Hans Erickson, Dylan Heino, Vamsi Jonnalagadda, Clara Tamura; Advisors: Soyoung Kang, Andrew Davidson, Leslie Elder, Thida Ong
The SmarTrach team sought to improve the lives of the 4,500 children who are treated with tracheostomies. These treatments have a mortality rate of 7.3%, primarily due to the blockage of the airway due to mucus. SmarTrach proposes a device that can detect the changes in flow rate that indicates a partial or full blockage of a tracheostomy device.
When asked about their dream for this project, the team shared that they “recently met with a tracheostomy patient and her mother and would love to bring their … [solution to them to see if it] … can help her at all.”

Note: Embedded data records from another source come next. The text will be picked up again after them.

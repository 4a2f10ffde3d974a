//! # Stream Consumer
//!
//! Async delivery adapter feeding batches from a [`BatchSource`] into a
//! [`StreamProcessor`]. Batches are processed one at a time on the calling
//! task; there is no concurrency within or across batches.

use crate::error::Result;
use crate::events::StreamBatch;
use crate::orchestration::stream_processor::StreamProcessor;
use crate::orchestration::types::BatchSummary;
use async_trait::async_trait;
use chrono::{DateTime, Utc};
use futures::{Stream, StreamExt};
use parking_lot::Mutex;
use serde::{Deserialize, Serialize};
use std::sync::Arc;
use tokio::sync::mpsc;
use tracing::{error, info};
use uuid::Uuid;

/// Anything that yields change-stream batches
#[async_trait]
pub trait BatchSource: Send {
    /// Next batch, or `None` once the source is exhausted
    async fn next_batch(&mut self) -> Option<StreamBatch>;
}

/// Batch source backed by a bounded tokio channel
#[derive(Debug)]
pub struct ChannelBatchSource {
    receiver: mpsc::Receiver<StreamBatch>,
}

impl ChannelBatchSource {
    pub fn new(receiver: mpsc::Receiver<StreamBatch>) -> Self {
        Self { receiver }
    }

    /// Create a source together with the sender feeding it
    pub fn channel(capacity: usize) -> (mpsc::Sender<StreamBatch>, Self) {
        let (sender, receiver) = mpsc::channel(capacity);
        (sender, Self::new(receiver))
    }
}

#[async_trait]
impl BatchSource for ChannelBatchSource {
    async fn next_batch(&mut self) -> Option<StreamBatch> {
        self.receiver.recv().await
    }
}

/// Batch source adapting any `futures` stream of batches
pub struct StreamBatchSource<S> {
    stream: S,
}

impl<S> StreamBatchSource<S>
where
    S: Stream<Item = StreamBatch> + Unpin + Send,
{
    pub fn new(stream: S) -> Self {
        Self { stream }
    }
}

#[async_trait]
impl<S> BatchSource for StreamBatchSource<S>
where
    S: Stream<Item = StreamBatch> + Unpin + Send,
{
    async fn next_batch(&mut self) -> Option<StreamBatch> {
        self.stream.next().await
    }
}

/// Running totals across the batches a consumer has processed
#[derive(Debug, Clone, Default, PartialEq, Serialize, Deserialize)]
pub struct ConsumerStats {
    pub batches_processed: u64,
    pub records_processed: u64,
    pub handler_invocations: u64,
    pub handler_failures: u64,
    pub last_batch_id: Option<Uuid>,
    pub last_batch_at: Option<DateTime<Utc>>,
}

impl ConsumerStats {
    fn record(&mut self, summary: &BatchSummary) {
        self.batches_processed += 1;
        self.records_processed += summary.record_count as u64;
        self.handler_invocations += summary.handler_invocations as u64;
        self.handler_failures += summary.failure_count() as u64;
        self.last_batch_id = Some(summary.batch_id);
        self.last_batch_at = Some(summary.finished_at);
    }
}

/// Drains a batch source into a stream processor
#[derive(Debug, Clone)]
pub struct StreamConsumer {
    processor: Arc<StreamProcessor>,
    stats: Arc<Mutex<ConsumerStats>>,
}

impl StreamConsumer {
    pub fn new(processor: Arc<StreamProcessor>) -> Self {
        Self {
            processor,
            stats: Arc::new(Mutex::new(ConsumerStats::default())),
        }
    }

    /// Snapshot of the running totals
    pub fn stats(&self) -> ConsumerStats {
        self.stats.lock().clone()
    }

    /// Process batches until the source is exhausted.
    ///
    /// Stops with the error of the first batch that fails to decode; the
    /// stats then cover the batches completed before it.
    pub async fn run<S>(&self, source: &mut S) -> Result<ConsumerStats>
    where
        S: BatchSource + ?Sized,
    {
        info!("🚀 STREAM_CONSUMER: Started");

        while let Some(batch) = source.next_batch().await {
            match self.processor.process_batch(&batch) {
                Ok(summary) => self.stats.lock().record(&summary),
                Err(e) => {
                    error!(
                        error = %e,
                        batches_processed = self.stats.lock().batches_processed,
                        "🛑 STREAM_CONSUMER: Stopping on batch failure"
                    );
                    return Err(e);
                }
            }
        }

        let stats = self.stats();
        info!(
            batches = stats.batches_processed,
            records = stats.records_processed,
            failures = stats.handler_failures,
            "✅ STREAM_CONSUMER: Source exhausted"
        );
        Ok(stats)
    }
}
pub mod stream_event;

// Re-export key types for convenience
pub use stream_event::{decode_image, decode_value, StreamBatch, StreamRecord, StreamRecordBody};
use crate::constants::event_names;
use crate::error::{DispatchError, Result};
use crate::models::attribute_value::Image;
use crate::models::key_path::KeyPath;
use serde::{Deserialize, Serialize};
use std::fmt;

/// Kind of mutation a change record describes
#[derive(Debug, Clone, Copy, PartialEq, Eq, Hash, Serialize, Deserialize)]
#[serde(rename_all = "snake_case")]
pub enum EventKind {
    /// Item was inserted; old image is empty
    Created,
    /// Item was updated in place
    Modified,
    /// Item was deleted; new image is empty
    Removed,
}

impl EventKind {
    /// Name used by the upstream change stream
    pub fn wire_name(&self) -> &'static str {
        match self {
            Self::Created => event_names::INSERT,
            Self::Modified => event_names::MODIFY,
            Self::Removed => event_names::REMOVE,
        }
    }

    /// Whether attribute-change bindings are evaluated for this kind
    pub fn carries_new_image(&self) -> bool {
        matches!(self, Self::Created | Self::Modified)
    }
}

impl fmt::Display for EventKind {
    fn fmt(&self, f: &mut fmt::Formatter<'_>) -> fmt::Result {
        write!(f, "{}", self.wire_name())
    }
}

impl std::str::FromStr for EventKind {
    type Err = DispatchError;

    fn from_str(s: &str) -> std::result::Result<Self, Self::Err> {
        match s {
            event_names::INSERT => Ok(Self::Created),
            event_names::MODIFY => Ok(Self::Modified),
            event_names::REMOVE => Ok(Self::Removed),
            _ => Err(DispatchError::UnknownEventKind(s.to_string())),
        }
    }
}

/// One notification of a mutation to a single logical item
#[derive(Debug, Clone, PartialEq)]
pub struct ChangeRecord {
    pub event_kind: EventKind,
    pub partition_key: String,
    pub sort_key: String,
    pub old_image: Image,
    pub new_image: Image,
    /// Upstream event id, for log context only
    pub event_id: Option<String>,
    /// Upstream sequence number, for log context only
    pub sequence_number: Option<String>,
}

impl ChangeRecord {
    pub fn new(
        event_kind: EventKind,
        partition_key: impl Into<String>,
        sort_key: impl Into<String>,
    ) -> Self {
        Self {
            event_kind,
            partition_key: partition_key.into(),
            sort_key: sort_key.into(),
            old_image: Image::new(),
            new_image: Image::new(),
            event_id: None,
            sequence_number: None,
        }
    }

    pub fn created(
        partition_key: impl Into<String>,
        sort_key: impl Into<String>,
        new_image: Image,
    ) -> Self {
        Self::new(EventKind::Created, partition_key, sort_key).with_new_image(new_image)
    }

    pub fn modified(
        partition_key: impl Into<String>,
        sort_key: impl Into<String>,
        old_image: Image,
        new_image: Image,
    ) -> Self {
        Self::new(EventKind::Modified, partition_key, sort_key)
            .with_old_image(old_image)
            .with_new_image(new_image)
    }

    pub fn removed(
        partition_key: impl Into<String>,
        sort_key: impl Into<String>,
        old_image: Image,
    ) -> Self {
        Self::new(EventKind::Removed, partition_key, sort_key).with_old_image(old_image)
    }

    pub fn with_old_image(mut self, image: Image) -> Self {
        self.old_image = image;
        self
    }

    pub fn with_new_image(mut self, image: Image) -> Self {
        self.new_image = image;
        self
    }

    pub fn with_event_id(mut self, event_id: impl Into<String>) -> Self {
        self.event_id = Some(event_id.into());
        self
    }

    pub fn with_sequence_number(mut self, sequence_number: impl Into<String>) -> Self {
        self.sequence_number = Some(sequence_number.into());
        self
    }

    /// Decode the composite key.
    pub fn key_path(&self) -> Result<KeyPath> {
        KeyPath::parse(&self.partition_key, &self.sort_key)
    }
}

impl fmt::Display for ChangeRecord {
    fn fmt(&self, f: &mut fmt::Formatter<'_>) -> fmt::Result {
        write!(
            f,
            "{}: `{}` / `{}`",
            self.event_kind, self.partition_key, self.sort_key
        )
    }
}
//! # Orchestration Engine
//!
//! Drives change records from the stream into the registered handlers.
//!
//! ## Core Components
//!
//! - **StreamProcessor**: sequential per-batch dispatch with per-handler
//!   failure isolation
//! - **StreamConsumer**: async adapter draining a [`BatchSource`] into a
//!   processor
//! - **Types**: batch summaries, handler failures and dry-run dispatch plans
//!
//! ## Usage
//!
//! ```rust
//! use std::sync::Arc;
//! use stream_dispatch::models::{ChangeRecord, Image};
//! use stream_dispatch::orchestration::StreamProcessor;
//! use stream_dispatch::registry::{item_handler, DispatchTable};
//!
//! let mut table = DispatchTable::new();
//! table.register_item_add(
//!     "comment",
//!     "-",
//!     vec![item_handler("user.on_comment_add", |_comment_id, _image| Ok(()))],
//! );
//!
//! let processor = StreamProcessor::new(Arc::new(table), Arc::default());
//! let summary = processor
//!     .process_records(&[ChangeRecord::created("comment/c1", "-", Image::new())])
//!     .unwrap();
//!
//! assert_eq!(summary.handler_invocations, 1);
//! assert!(summary.is_clean());
//! ```

pub mod stream_consumer;
pub mod stream_processor;
pub mod types;

// Re-export core types and components for easy access
pub use stream_consumer::{
    BatchSource, ChannelBatchSource, ConsumerStats, StreamBatchSource, StreamConsumer,
};
pub use stream_processor::StreamProcessor;
pub use types::{BatchSummary, DispatchPhase, DispatchPlan, HandlerFailure, RecordOutcome};
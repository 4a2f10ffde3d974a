//! Shared fixtures for integration tests: recording handlers and image builders.

#![allow(dead_code)]

use parking_lot::Mutex;
use std::sync::Arc;
use stream_dispatch::models::{AttributeValue, Image};
use stream_dispatch::postprocessor::{postprocessor, Postprocessor};
use stream_dispatch::registry::{attribute_handler, item_handler, AttributeHandler, ItemHandler};

/// One observed handler invocation
#[derive(Debug, Clone, PartialEq)]
pub enum Call {
    Item {
        handler: String,
        item_id: String,
        image: Image,
    },
    Attribute {
        handler: String,
        item_id: String,
        old_image: Image,
        new_image: Image,
    },
    Postprocess {
        handler: String,
        partition_key: String,
        sort_key: String,
    },
}

impl Call {
    pub fn handler(&self) -> &str {
        match self {
            Call::Item { handler, .. }
            | Call::Attribute { handler, .. }
            | Call::Postprocess { handler, .. } => handler,
        }
    }
}

/// Shared, ordered log of handler invocations
#[derive(Debug, Clone, Default)]
pub struct Recorder {
    calls: Arc<Mutex<Vec<Call>>>,
}

impl Recorder {
    pub fn new() -> Self {
        Self::default()
    }

    pub fn calls(&self) -> Vec<Call> {
        self.calls.lock().clone()
    }

    pub fn handler_names(&self) -> Vec<String> {
        self.calls.lock().iter().map(|c| c.handler().to_string()).collect()
    }

    pub fn count(&self, handler: &str) -> usize {
        self.calls.lock().iter().filter(|c| c.handler() == handler).count()
    }

    pub fn item(&self, name: &str) -> Arc<dyn ItemHandler> {
        let calls = self.calls.clone();
        let handler = name.to_string();
        item_handler(name.to_string(), move |item_id, image| {
            calls.lock().push(Call::Item {
                handler: handler.clone(),
                item_id: item_id.to_string(),
                image: image.clone(),
            });
            Ok(())
        })
    }

    /// Item handler that records its call and then fails
    pub fn failing_item(&self, name: &str) -> Arc<dyn ItemHandler> {
        let calls = self.calls.clone();
        let handler = name.to_string();
        item_handler(name.to_string(), move |item_id, image| {
            calls.lock().push(Call::Item {
                handler: handler.clone(),
                item_id: item_id.to_string(),
                image: image.clone(),
            });
            anyhow::bail!("{handler} refused {item_id}")
        })
    }

    pub fn attribute(&self, name: &str) -> Arc<dyn AttributeHandler> {
        let calls = self.calls.clone();
        let handler = name.to_string();
        attribute_handler(name.to_string(), move |item_id, old_image, new_image| {
            calls.lock().push(Call::Attribute {
                handler: handler.clone(),
                item_id: item_id.to_string(),
                old_image: old_image.clone(),
                new_image: new_image.clone(),
            });
            Ok(())
        })
    }

    pub fn postprocessor(&self, name: &str) -> Arc<dyn Postprocessor> {
        let calls = self.calls.clone();
        let handler = name.to_string();
        postprocessor(name.to_string(), move |partition_key, sort_key, _old, _new| {
            calls.lock().push(Call::Postprocess {
                handler: handler.clone(),
                partition_key: partition_key.to_string(),
                sort_key: sort_key.to_string(),
            });
            Ok(())
        })
    }
}

/// Build an image from string-valued attributes
pub fn image(pairs: &[(&str, &str)]) -> Image {
    pairs
        .iter()
        .map(|(name, value)| (name.to_string(), AttributeValue::from(*value)))
        .collect()
}

/// Build an image from integer-valued attributes
pub fn counters(pairs: &[(&str, i64)]) -> Image {
    pairs
        .iter()
        .map(|(name, value)| (name.to_string(), AttributeValue::from(*value)))
        .collect()
}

Emily Adshead, Ben Healey, Nicole Chan, Rauf Kareem; Advisors: Soyoung Kang, Nicholas Johnson, Jordan Sheehan, Ryan Alcantara
The Sync-Up team was presented with a common problem experienced by cardiac arrest patients where ventilators can cause trauma to the lungs when used in conjunction with chest compressions. Sync-Up seeks to add a sensor to ventilators that can sense chest compressions and provide air to the patients in sync with those compressions.
The team says that their favorite thing about EIH was “being able to make an actual medical device, and working with medical partners in the area.”
Shaan Brar, Lee Duan, Nicole Gouhin; Advisors: Hanan Baker, Jonathan Liu
In an increasingly tech-centered healthcare system, keeping wires organized has become a challenge in many life critical situations. The WiOTech team explored many ways to keep wires organized, untangled, and sterile. The current solution uses compliant lobes that will securely hold a coil of wires while remaining easy to remove.
When asked how they benefitted from EIH, the team replied that they were able to “ work on both their technical and soft skills … and really learning how all this stuff meshes into development.”